Structural and Functional Studies of Mtr4 and Mtr4-mediated Complexes

Mtr4 和 Mtr4 介导的复合物的结构和功能研究

• 批准号: 9319568
• 负责人: SEAN J JOHNSON
• 金额: $ 33.46万
• 依托单位: UTAH STATE UNIVERSITY
• 依托单位国家: 美国
• 财政年份: 2015
• 资助国家: 美国
• 起止时间: 2015-09-30 至 2020-07-31
• 项目状态: 已结题
• 来源: https://reporter.nih.gov/project-details/9319568
• 关键词: Address; Binding Proteins; Biochemical; Biophysics; Cell Nucleus; Cell physiology; Characteristics; Complex; Crystallization; Cytosol; Disease; Event; Excision; In Vitro; Individual; Lead; Link; Malignant Neoplasms; Mediating; Modeling; Molecular; Mutation; Neurodegenerative Disorders; Nuclear; Pathway interactions; Phosphodiesterase I; Play; Process; Protein Subunits; Proteins; RNA; RNA Degradation; RNA Helicase; RNA Processing; Role; Structure; Substrate Interaction; Substrate Specificity; System; endonuclease; exosome; experimental study; genetic analysis; helicase; in vivo; novel; prevent; public health relevance

 DESCRIPTION (provided by applicant) The integrity and availability of cellular RNA is tightly regulated by a variety of RNA processing, turnover, and surveillance pathways. The eukaryotic exosome plays a major role in the processing and degradation of a wide variety of RNAs in both the nucleus and cytosol. Several protein factors associate with the exosome to identify appropriate RNA substrates and activate exosome activity. A major challenge is to understand the molecular details of how these proteins interact with RNA substrates and with each other to achieve substrate specificity. Notably, the only protein factor that is required for all known activities of the nuclear exosome i the RNA helicase, Mtr4. Given this central role in exosome activation, there is a critical need to understand how Mtr4 functions, how it interacts with RNA substrates, and how it mediates and is influenced by assembly of other exosome activating factors. Recent studies indicate that the arch domain of Mtr4 plays a previously unrecognized role in unwinding RNA substrates. The underlying basis for this observation is unclear, but is proposed to be a function of substrate interactions that connect the arch to the core helicase domains. The detailed interactions between Mtr4 and other complexes, such as the TRAMP complex, are also poorly understood. This project seeks to define the molecular basis for Mtr4 function by employing a variety of biochemical and structural approaches, combined with in vivo genetic analysis. The specific aims of this project are to (1) describe the role of the arch domain in RNA recognition and unwinding, and (2) characterize Mtr4 interactions with protein binding partners.

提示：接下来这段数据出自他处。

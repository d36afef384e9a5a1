// Copyright (C) 2026 Fred Clausen
// Use of this source code is governed by an MIT-style
// license that can be found in the LICENSE file or at
// https://opensource.org/licenses/MIT.

//! Error types for the API layer.

use booktrack_domain::DomainError;
use booktrack_files::FileStorageError;
use booktrack_persistence::PersistenceError;

use crate::auth::AuthError;

/// API-level errors.
///
/// These are distinct from domain/persistence errors and represent the
/// API contract: the HTTP layer maps each variant to a status code.
#[derive(Debug, Clone, PartialEq, Eq)]
pub enum ApiError {
    /// Authentication failed.
    AuthenticationFailed {
        /// The reason authentication failed.
        reason: String,
    },
    /// Invalid input was provided.
    InvalidInput {
        /// The field that was invalid.
        field: String,
        /// A human-readable description of the error.
        message: String,
    },
    /// A requested resource was not found.
    ResourceNotFound {
        /// The type of resource that was not found.
        resource_type: String,
        /// A human-readable description of what was not found.
        message: String,
    },
    /// The request conflicts with existing state.
    Conflict {
        /// A human-readable description of the conflict.
        message: String,
    },
    /// An internal error occurred.
    Internal {
        /// A description of the internal error.
        message: String,
    },
}

impl std::fmt::Display for ApiError {
    fn fmt(&self, f: &mut std::fmt::Formatter<'_>) -> std::fmt::Result {
        match self {
            Self::AuthenticationFailed { reason } => {
                write!(f, "Authentication failed: {reason}")
            }
            Self::InvalidInput { field, message } => {
                write!(f, "Invalid input for field '{field}': {message}")
            }
            Self::ResourceNotFound {
                resource_type,
                message,
            } => {
                write!(f, "{resource_type} not found: {message}")
            }
            Self::Conflict { message } => write!(f, "Conflict: {message}"),
            Self::Internal { message } => write!(f, "Internal error: {message}"),
        }
    }
}

impl std::error::Error for ApiError {}

impl From<AuthError> for ApiError {
    fn from(err: AuthError) -> Self {
        match err {
            AuthError::AuthenticationFailed { reason } => Self::AuthenticationFailed { reason },
            AuthError::UsernameTaken { username } => Self::Conflict {
                message: format!("Username '{username}' is already taken"),
            },
        }
    }
}

impl From<PersistenceError> for ApiError {
    fn from(err: PersistenceError) -> Self {
        match err {
            PersistenceError::BookNotFound(id) => Self::ResourceNotFound {
                resource_type: String::from("Book"),
                message: format!("Book {id} does not exist"),
            },
            PersistenceError::PdfNotFound(id) => Self::ResourceNotFound {
                resource_type: String::from("PDF"),
                message: format!("PDF {id} does not exist"),
            },
            PersistenceError::CommitteeNotFound(id) => Self::ResourceNotFound {
                resource_type: String::from("Committee"),
                message: format!("Committee {id} has no departments"),
            },
            PersistenceError::DuplicateUsername(name) => Self::Conflict {
                message: format!("Username '{name}' is already taken"),
            },
            other => Self::Internal {
                message: format!("Database error: {other}"),
            },
        }
    }
}

impl From<FileStorageError> for ApiError {
    fn from(err: FileStorageError) -> Self {
        match err {
            FileStorageError::AlreadyExists { path } => Self::Conflict {
                message: format!("PDF already exists at {path}"),
            },
            FileStorageError::InvalidBookDate { value } => Self::InvalidInput {
                field: String::from("bookDate"),
                message: format!("Invalid book date '{value}'"),
            },
            FileStorageError::Io(e) => Self::Internal {
                message: format!("File storage error: {e}"),
            },
        }
    }
}

/// Translates a domain error into an API error.
///
/// This translation is explicit and ensures domain errors are not leaked
/// directly.
#[must_use]
pub fn translate_domain_error(err: DomainError) -> ApiError {
    match err {
        DomainError::InvalidDate { value } => ApiError::InvalidInput {
            field: String::from("date"),
            message: format!("Invalid date '{value}'; expected YYYY-MM-DD"),
        },
        DomainError::InvalidDepartmentIds { value } => ApiError::InvalidInput {
            field: String::from("deIDs"),
            message: format!("Invalid department id list '{value}'"),
        },
        DomainError::EmptyDepartmentIds => ApiError::InvalidInput {
            field: String::from("deIDs"),
            message: String::from("Department id list is empty"),
        },
        DomainError::IncompletePairing => ApiError::InvalidInput {
            field: String::from("coID/deIDs"),
            message: String::from("Committee id and department ids must be supplied together"),
        },
        DomainError::EmptyUpdate => ApiError::InvalidInput {
            field: String::from("body"),
            message: String::from("Update carries no changes"),
        },
        DomainError::MissingUserForFile => ApiError::InvalidInput {
            field: String::from("userID"),
            message: String::from("A user id is required when uploading a file"),
        },
        DomainError::InvalidPage { page } => ApiError::InvalidInput {
            field: String::from("page"),
            message: format!("Invalid page {page}; must be >= 1"),
        },
        DomainError::InvalidLimit { limit } => ApiError::InvalidInput {
            field: String::from("limit"),
            message: format!("Invalid limit {limit}; must be between 1 and 100"),
        },
    }
}

impl From<DomainError> for ApiError {
    fn from(err: DomainError) -> Self {
        translate_domain_error(err)
    }
}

 描述（由申请人提供） 细胞RNA的完整性和可用性受到各种RNA加工的严格调节， 营业额和监视途径。真核细胞外泌体在细胞核和胞质溶胶中的各种RNA的加工和降解中起主要作用。几种蛋白质因子与外泌体结合以鉴定适当的RNA底物并激活外泌体活性。一个主要的挑战是了解这些蛋白质如何与RNA底物相互作用以及相互作用以实现底物特异性的分子细节。值得注意的是，核外泌体的所有已知活性所需的唯一蛋白质因子是RNA解旋酶Mtr4。鉴于这种在外泌体激活中的核心作用，迫切需要了解Mtr4如何发挥作用，它如何与RNA底物相互作用，以及它如何介导和受其他外泌体激活因子组装的影响。最近的研究表明，Mtr4的拱结构域在解旋RNA底物中起着以前未被认识到的作用。这一观察的基础尚不清楚，但建议是一个功能的基板相互作用，连接拱的核心解旋酶结构域。Mtr4与其他复合物（如TRAMP复合物）之间的详细相互作用也知之甚少。该项目旨在通过采用各种生物化学和结构方法，结合体内遗传分析来确定Mtr4功能的分子基础。该项目的具体目标是（1）描述arch结构域在RNA识别和解旋中的作用，以及（2）表征Mtr4与蛋白质结合伴侣的相互作用。